El intento de penalizar la pornografía, por tratarse de una forma erotizada de las condiciones de dominación y desigualdad de la mujer, o porque contribuye a perpetuar una cultura de la violación, resulta mucho más difícil de argumentar en el marco actual del “discurso de odio” que, por ejemplo, penalizar expresiones racistas, aún cuando en ambos casos se podría argumentar que constituyen expresiones que perpetúan formas de dominación y desigualdad (Tsesis, 2001).
Del mismo modo, quienes argumentan que las expresiones de odio en el con- texto de campañas electorales deben estar cubiertas por regulaciones específicas del ámbito del discurso de odio, pasan por alto la orientación de estas regulaciones hacia la protección contra la discriminación –y específicamente la discriminación de las minorías–, que no podría aplicarse de la misma manera a un político que detenta el poder y a su contrincante.
En este contexto, las legislaciones latinoamericanas que abordan el discurso de odio tienden a ser más amplias -e incluso vagas- en su definición del acto ilícito (CIDH, 2015), y a menudo permiten incluir actos del habla considerados insultantes o derogatorios hacia individuos con poder, lo que resulta muy problemático pues, como señalan Gagliardone et al. (2015), en estos contextos las acusaciones de fomentar el discurso de odio pueden ser utilizadas como herramienta para controlar y censurar el disenso y las críticas, tanto en contextos electorales como en escenarios de protesta o reclamo político.
Si bien el discurso de odio no está restringido a internet ni tiene sus orígenes allí, el consenso general es que la expansión de esta tecnología, así como la posibilidad que ofrece de diseminar mensajes a muy bajo costo, han sido factores determinantes para que ciertos grupos, anteriormente fragmenta- dos y con menor influencia, pudieran conectarse unos con otros y generar un sentido de comunidad. Esto ha sido una ventaja para la organización social y política, y al mismo tiempo un estímulo para sectores extremistas que comparten valores e ideologías (Banks, 2010).

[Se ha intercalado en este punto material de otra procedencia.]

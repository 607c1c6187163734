use chrono::{DateTime, Utc};
use serde::{Deserialize, Serialize};

use crate::draft::Draft;
use crate::validation::{validate, ValidationResult};

#[derive(Debug, Clone, PartialEq, Eq, Serialize, Deserialize)]
pub struct Category {
    pub id: String,
    pub name: String,
    pub color: String,
    pub icon: String,
    pub created_at: DateTime<Utc>,
}

/// Input for creating a category. Only obtainable from a [`Draft`] that
/// validates cleanly, or directly by callers that own all three fields.
#[derive(Debug, Clone, PartialEq, Eq, Serialize, Deserialize)]
pub struct CreateCategory {
    pub name: String,
    pub color: String,
    pub icon: String,
}

impl TryFrom<&Draft> for CreateCategory {
    type Error = ValidationResult;

    fn try_from(draft: &Draft) -> Result<Self, Self::Error> {
        let result = validate(draft);
        if !result.is_empty() {
            return Err(result);
        }
        match (&draft.name, &draft.color, &draft.icon) {
            (Some(name), Some(color), Some(icon)) => Ok(CreateCategory {
                name: name.trim().to_string(),
                color: color.trim().to_string(),
                icon: icon.trim().to_string(),
            }),
            // validate() already reported any absent field
            _ => Err(result),
        }
    }
}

No obstante, como ha quedado asentado reiteradamente en la jurisprudencia internacional y nacional de distintos países, el derecho a la libertad de expresión no solo debe proteger las ideas ampliamente aceptadas, cómodas o inofensivas, sino también –e incluso con especial énfasis– aquellas ideas y expresiones que resulten ofensivas, perturbadoras, incómodas o inquietantes, por cuanto estas son esenciales a los principios de la democracia y del pluralismo (Herrera, 2014).